Poor old Dragon Kid has had pretty much no exposition over the course of Tiger & Bunny so far - indeed, it feels like every time we've seen her she's been either directing traffic or people to safety. Still, apparently she's also a rather handy NEXT in her own right complete with the power of electricity, even if she is very much a stubborn tomboy.
Dragon Kid's character slots into our episodic story for the week surrounding the young child of the city's mayor, and with a requirement for someone to babysit him cropping up in the face of a spate of child kidnappings its left to our superheroes to do the job. The trouble is, the child in question is a NEXT itself, and it seems that he'll only accept Dragon Kid as his surrogate parent for the duration.

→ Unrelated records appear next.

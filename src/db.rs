use futures::future::BoxFuture;
use uuid::Uuid;

use crate::errors::BackendError;
use crate::recording::{NewRecording, Recording, RecordingName};

pub mod memory;

pub trait Db {
    /// Lists a user’s recordings, newest first.
    fn list_by_user<'a>(&'a self, user_id: &'a str)
        -> BoxFuture<'a, Result<Vec<Recording>, BackendError>>;

    fn insert(&self, recording: NewRecording) -> BoxFuture<Result<Recording, BackendError>>;

    fn retrieve(&self, id: &Uuid) -> BoxFuture<Result<Option<Recording>, BackendError>>;

    /// Renames a recording and returns it as it is after the update.
    fn rename(&self, id: &Uuid, name: RecordingName)
        -> BoxFuture<Result<Recording, BackendError>>;

    fn delete(&self, id: &Uuid) -> BoxFuture<Result<(), BackendError>>;

    fn set_summary(&self, id: &Uuid, summary: String)
        -> BoxFuture<Result<Recording, BackendError>>;
}

pub use self::postgres::*;

mod postgres {
    use futures::future::BoxFuture;
    use futures::FutureExt;
    use sqlx::{
        self,
        postgres::{PgPool, PgRow},
    };
    use time::OffsetDateTime;
    use url::Url;
    use uuid::Uuid;

    use crate::errors::BackendError;
    use crate::recording::{NewRecording, Recording, RecordingName};

    pub struct PgDb {
        pool: PgPool,
    }

    impl PgDb {
        pub fn new(pool: PgPool) -> Self {
            PgDb { pool }
        }

        /// Waits for in-flight queries and closes every connection.
        pub async fn close(&self) {
            self.pool.close().await;
        }
    }

    // these can be simplified once async functions in traits are stabilized
    impl super::Db for PgDb {
        fn list_by_user<'a>(
            &'a self,
            user_id: &'a str,
        ) -> BoxFuture<'a, Result<Vec<Recording>, BackendError>> {
            async move {
                let query = sqlx::query(include_str!("queries/list_by_user.sql"));

                let recordings = query
                    .bind(user_id)
                    .try_map(|row: PgRow| recording_from_row(&row))
                    .fetch_all(&self.pool)
                    .await
                    .map_err(map_sqlx_error)?;

                Ok(recordings)
            }
            .boxed()
        }

        fn insert(&self, recording: NewRecording) -> BoxFuture<Result<Recording, BackendError>> {
            async move {
                let query = sqlx::query(include_str!("queries/create.sql"));
                let details = recording.details();

                let recording = query
                    .bind(details.user_id())
                    .bind(details.email())
                    .bind(details.name().as_str())
                    .bind(recording.audio_url().as_str())
                    .bind(recording.date())
                    .try_map(|row: PgRow| recording_from_row(&row))
                    .fetch_one(&self.pool)
                    .await
                    .map_err(map_sqlx_error)?;

                Ok(recording)
            }
            .boxed()
        }

        fn retrieve(&self, id: &Uuid) -> BoxFuture<Result<Option<Recording>, BackendError>> {
            let id = *id;

            async move {
                let query = sqlx::query(include_str!("queries/retrieve.sql"));

                let recording = query
                    .bind(id)
                    .try_map(|row: PgRow| recording_from_row(&row))
                    .fetch_optional(&self.pool)
                    .await
                    .map_err(map_sqlx_error)?;

                Ok(recording)
            }
            .boxed()
        }

        fn rename(
            &self,
            id: &Uuid,
            name: RecordingName,
        ) -> BoxFuture<Result<Recording, BackendError>> {
            let id = *id;

            async move {
                let query = sqlx::query(include_str!("queries/rename.sql"));

                query
                    .bind(id)
                    .bind(name.as_str())
                    .try_map(|row: PgRow| recording_from_row(&row))
                    .fetch_optional(&self.pool)
                    .await
                    .map_err(map_sqlx_error)?
                    .ok_or(BackendError::NonExistentId(id))
            }
            .boxed()
        }

        fn delete(&self, id: &Uuid) -> BoxFuture<Result<(), BackendError>> {
            let id = *id;

            async move {
                let query = sqlx::query(include_str!("queries/delete.sql"));

                let count = query
                    .bind(id)
                    .execute(&self.pool)
                    .await
                    .map_err(map_sqlx_error)?
                    .rows_affected();

                if count == 0 {
                    Err(BackendError::NonExistentId(id))
                } else {
                    Ok(())
                }
            }
            .boxed()
        }

        fn set_summary(
            &self,
            id: &Uuid,
            summary: String,
        ) -> BoxFuture<Result<Recording, BackendError>> {
            let id = *id;

            async move {
                let query = sqlx::query(include_str!("queries/update_summary.sql"));

                query
                    .bind(id)
                    .bind(summary)
                    .try_map(|row: PgRow| recording_from_row(&row))
                    .fetch_optional(&self.pool)
                    .await
                    .map_err(map_sqlx_error)?
                    .ok_or(BackendError::NonExistentId(id))
            }
            .boxed()
        }
    }

    fn recording_from_row(row: &PgRow) -> Result<Recording, sqlx::Error> {
        let url: String = try_get(row, "audio_url")?;
        let audio_url = Url::parse(&url).map_err(|source| {
            // only URLs we generated or validated are written, but a
            // hand-edited row should still fail cleanly
            sqlx::Error::Decode(Box::new(BackendError::UnableToParseUrl {
                url: url.clone(),
                source,
            }))
        })?;

        let date: OffsetDateTime = try_get(row, "date")?;

        Ok(Recording {
            id: try_get(row, "id")?,
            user_id: try_get(row, "user_id")?,
            email: try_get(row, "email")?,
            name: try_get(row, "name")?,
            audio_url,
            date,
            summary: try_get(row, "summary")?,
        })
    }

    fn try_get<'a, T: sqlx::Type<sqlx::Postgres> + sqlx::decode::Decode<'a, sqlx::Postgres>>(
        row: &'a PgRow,
        column: &str,
    ) -> Result<T, sqlx::Error> {
        use sqlx::prelude::*;

        row.try_get(column)
    }

    fn map_sqlx_error(error: sqlx::Error) -> BackendError {
        BackendError::Sqlx { source: error }
    }
}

Thus, our young Chinese girl and her Kill Bill inspired getup finds herself hanging out with both Tiger and Barnaby on babysitting duty, before both child and babysitter get kidnapped by a trio of NEXT with unusual powers to smell out money, danger and lies between them (which is probably why you never see them hanging out with Ryan Giggs). Who is going to save the day on this occasion? Regardless of those final machinations, Dragon Kid learns a little more about how to understand her parents way of thinking while Barnaby's continued hunt for the killer of his parents takes another twist towards the end of the episode.
It feels like I say this every week, but once again we have an episode of Tiger & Bunny based around a concept that is as old as the hills, yet once again it doesn't really matter. I'm not entirely convinced that Dragon Kid quite got the character-building treatment she deserved here (it certainly pales to that given to Blue Rose and the Origami Cyclone), yet the instalment as a whole pulled off its usual fun blend of action and comedy whilst also weaving some more aspects of its over-arching story as it pertains to Barnaby into the mix. It's perhaps this ability to mix quick blasts of largely harmless and mindless fun in with something more important and long-term for the series that stands it in good stead, and even when it's plumbing the depths of "seen it all before" story lines it still continues to work its magic to some extent.